Validation Considerations

Input validation is both the most fundamental defense that a web application relies upon and the most unreliable. A significant majority of web application vulnerabilities arise from a validation failure, so getting this part of our defenses right is essential. Even where we do appear to have gotten it down, we’ll need to be concious of the following considerations.

You should bear these in mind whenever implementing custom validators or adopting a 3rd party validation library. When it comes to 3rd party validators, also consider that these tend to be general in nature and most likely omit key specific validation routines your web application will require. As with any security oriented library, be sure to personally review your preferred library for flaws and limitations. It’s also worth bearing in mind that PHP is not above some bizarre arguably unsafe behaviours. Consider the following example from PHP’s filter functions:

filter_var('php://', FILTER_VALIDATE_URL);

The above example passes the filter without issue. The problem with accepting a php:// URL is that it can be passed to PHP functions which expect to retrieve a remote HTTP URL and not to return data from executing PHP (via the PHP wrapper). The flaw in the above is that the filter options have no method of limiting the URI scheme allowed and users’ expect this to be one of http, https or mailto rather than some generic PHP specific URI. This is the sort of generic validation approach we should seek to avoid at all costs.

Be Wary Of Context

Validating input is intended to prevent the entry of unsafe data into the web application. It has a significant stumbling block in that validation is usually performed to check if data is safe for its first intended use.

For example, if I receive a piece of data containing a name, I may validate it fairly loosely to allow for apostrophes, commas, brackets, spaces, and the whole range of alphanumeric Unicode characters (not all of which need literally be alphabetic according to Western languages). As a name, we’d have valid data which can be useful for display purposes (it’s first intended use). However, if we use that data elsewhere (e.g. a database query) we will be putting it into a new context. In that new context, some of the characters we allow would still be dangerous - our name might actually be a carefully crafted string intended to perform an SQL Injection attack.

The outcome of this is that input validation is inherently unreliable. Input validation works best with extremely restricted values, e.g. when something must be an integer, or an alphanumeric string, or a HTTP URL. Such limited formats and values are least likely to pose a threat if properly validated. Other values such as unrestricted text, GET/POST arrays, and HTML are both harder to validate and far more likely to contain malicious data.

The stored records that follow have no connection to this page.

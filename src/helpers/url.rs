//! URL construction helpers

use crate::config::SiteConfig;

/// Base site URL without a trailing slash
pub fn site_root(config: &SiteConfig) -> &str {
    config.url.trim_end_matches('/')
}

/// Absolute URL of the blog directory, with trailing slash
pub fn blog_root(config: &SiteConfig) -> String {
    format!("{}/{}/", site_root(config), config.blog_dir)
}

/// Absolute URL of the blog index page
pub fn index_url(config: &SiteConfig) -> String {
    format!(
        "{}/{}/index.{}",
        site_root(config),
        config.blog_dir,
        config.page_ext
    )
}

/// Absolute URL of a post page
pub fn post_url(config: &SiteConfig, slug: &str) -> String {
    format!(
        "{}/{}/{}.{}",
        site_root(config),
        config.blog_dir,
        slug,
        config.page_ext
    )
}
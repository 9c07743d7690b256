//! Create a new post

use anyhow::Result;
use chrono::Local;
use std::fs;

use crate::Blog;

/// Create a new markdown post under the posts directory
pub fn run(blog: &Blog, title: &str) -> Result<()> {
    fs::create_dir_all(&blog.posts_dir)?;

    let slug = slug::slugify(title);
    let file_path = blog.posts_dir.join(format!("{}.md", slug));

    if file_path.exists() {
        anyhow::bail!("File already exists: {:?}", file_path);
    }

    let content = format!(
        r#"---
title: "{}"
date: "{}"
tags: []
---

"#,
        title,
        Local::now().to_rfc3339()
    );

    fs::write(&file_path, content)?;
    println!("Created: {:?}", file_path);

    Ok(())
}
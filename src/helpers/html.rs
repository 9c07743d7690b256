//! HTML helper functions

/// Escape HTML special characters
pub fn html_escape(s: &str) -> String {
    s.replace('&', "&amp;")
        .replace('<', "&lt;")
        .replace('>', "&gt;")
        .replace('"', "&quot;")
        .replace('\'', "&#39;")
}

/// Strip HTML tags from a string
pub fn strip_html(s: &str) -> String {
    let mut result = String::with_capacity(s.len());
    let mut in_tag = false;

    for c in s.chars() {
        match c {
            '<' => in_tag = true,
            '>' => in_tag = false,
            _ if !in_tag => result.push(c),
            _ => {}
        }
    }

    result
}

/// First `max_chars` characters of `text`, ellipsis-suffixed when truncated
pub fn excerpt(text: &str, max_chars: usize) -> String {
    if text.chars().count() > max_chars {
        let head: String = text.chars().take(max_chars).collect();
        format!("{}...", head)
    } else {
        text.to_string()
    }
}
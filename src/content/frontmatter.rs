//! Front-matter parsing
//!
//! Posts may begin with a block delimited by `---` lines containing
//! `key: value` pairs. Parsing is deliberately forgiving: malformed
//! blocks degrade to "no metadata" and malformed dates fall back to
//! the current time. The parser itself never fails.

use chrono::{DateTime, Local, NaiveDate, NaiveDateTime, TimeZone};
use indexmap::IndexMap;

/// Delimiter for front-matter blocks
const DELIMITER: &str = "---";

/// Front-matter data from a post
#[derive(Debug, Clone, Default)]
pub struct FrontMatter {
    pub title: Option<String>,
    pub date: Option<DateTime<Local>>,
    pub description: Option<String>,
    pub tags: Option<Vec<String>>,
    pub image: Option<String>,

    /// Unrecognized fields, kept in file order
    pub extra: IndexMap<String, FieldValue>,
}

/// A coerced value for an unrecognized front-matter key
#[derive(Debug, Clone, PartialEq)]
pub enum FieldValue {
    Text(String),
    Bool(bool),
    List(Vec<String>),
}

impl FrontMatter {
    /// Parse front-matter from content string.
    /// Returns (front_matter, body). A document without an opening
    /// delimiter, or with no closing delimiter, is all body.
    pub fn parse(content: &str) -> (Self, &str) {
        let Some(rest) = content.strip_prefix(DELIMITER) else {
            return (Self::default(), content);
        };
        let Some(end) = rest.find(DELIMITER) else {
            return (Self::default(), content);
        };

        let block = rest[..end].trim();
        let body = rest[end + DELIMITER.len()..].trim();

        let mut fm = Self::default();
        for line in block.lines() {
            // Lines without a colon are ignored
            let Some((key, value)) = line.split_once(':') else {
                continue;
            };
            fm.set(key.trim(), value.trim());
        }

        (fm, body)
    }

    /// Assign one key/value pair; a repeated key overwrites the earlier one
    fn set(&mut self, key: &str, value: &str) {
        if value.starts_with('[') && value.ends_with(']') {
            let items = parse_list(value);
            if key == "tags" {
                self.tags = Some(items);
            } else {
                self.extra.insert(key.to_string(), FieldValue::List(items));
            }
            return;
        }

        let value = strip_quotes(value);
        match key {
            "title" => self.title = Some(value.to_string()),
            "date" => self.date = Some(parse_date(value)),
            "description" => self.description = Some(value.to_string()),
            "image" => self.image = Some(value.to_string()),
            _ => {
                let coerced = if value.eq_ignore_ascii_case("true") {
                    FieldValue::Bool(true)
                } else if value.eq_ignore_ascii_case("false") {
                    FieldValue::Bool(false)
                } else {
                    FieldValue::Text(value.to_string())
                };
                self.extra.insert(key.to_string(), coerced);
            }
        }
    }
}

/// Split a bracketed list value into trimmed, unquoted items
fn parse_list(value: &str) -> Vec<String> {
    let interior = &value[1..value.len() - 1];
    if interior.trim().is_empty() {
        return Vec::new();
    }
    interior
        .split(',')
        .map(|item| strip_quotes(item.trim()).to_string())
        .collect()
}

/// Strip one layer of matching surrounding quotes
fn strip_quotes(s: &str) -> &str {
    let bytes = s.as_bytes();
    if bytes.len() >= 2 {
        let (first, last) = (bytes[0], bytes[bytes.len() - 1]);
        if first == last && (first == b'"' || first == b'\'') {
            return &s[1..s.len() - 1];
        }
    }
    s
}

/// Parse a date value; malformed input falls back to the current time
pub fn parse_date(s: &str) -> DateTime<Local> {
    let s = s.trim();

    // RFC 3339 / ISO 8601 with an offset ("Z" included)
    if let Ok(dt) = DateTime::parse_from_rfc3339(s) {
        return dt.with_timezone(&Local);
    }

    // Date-only ISO form
    if let Ok(d) = NaiveDate::parse_from_str(s, "%Y-%m-%d") {
        if let Some(dt) = d
            .and_hms_opt(0, 0, 0)
            .and_then(|dt| Local.from_local_datetime(&dt).single())
        {
            return dt;
        }
    }

    // Fixed-format parse of the first 19 characters
    let head: String = s.chars().take(19).collect();
    if let Ok(dt) = NaiveDateTime::parse_from_str(&head, "%Y-%m-%dT%H:%M:%S") {
        if let Some(dt) = Local.from_local_datetime(&dt).single() {
            return dt;
        }
    }

    Local::now()
}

Since our application will spend much of its time transporting data between contexts, we can’t just validate all input and call it a day. Input validation is our initial defense but never our only one.

One of the most common partner defenses used with Input Validation is Escaping (also referred to as Encoding). Escaping is a process whereby data is rendered safe for each new context it enters. While Escaping is usually associated with Cross-Site Scripting, it’s also required in many other places where it might be referred to as Filtering instead. Nobody said security terminology was supposed to be consistent, did they?

Besides Escaping, which is output oriented to prevent misinterpretation by the receiver, as data enters a new context it should often be greeted by yet another round of context-specific validation.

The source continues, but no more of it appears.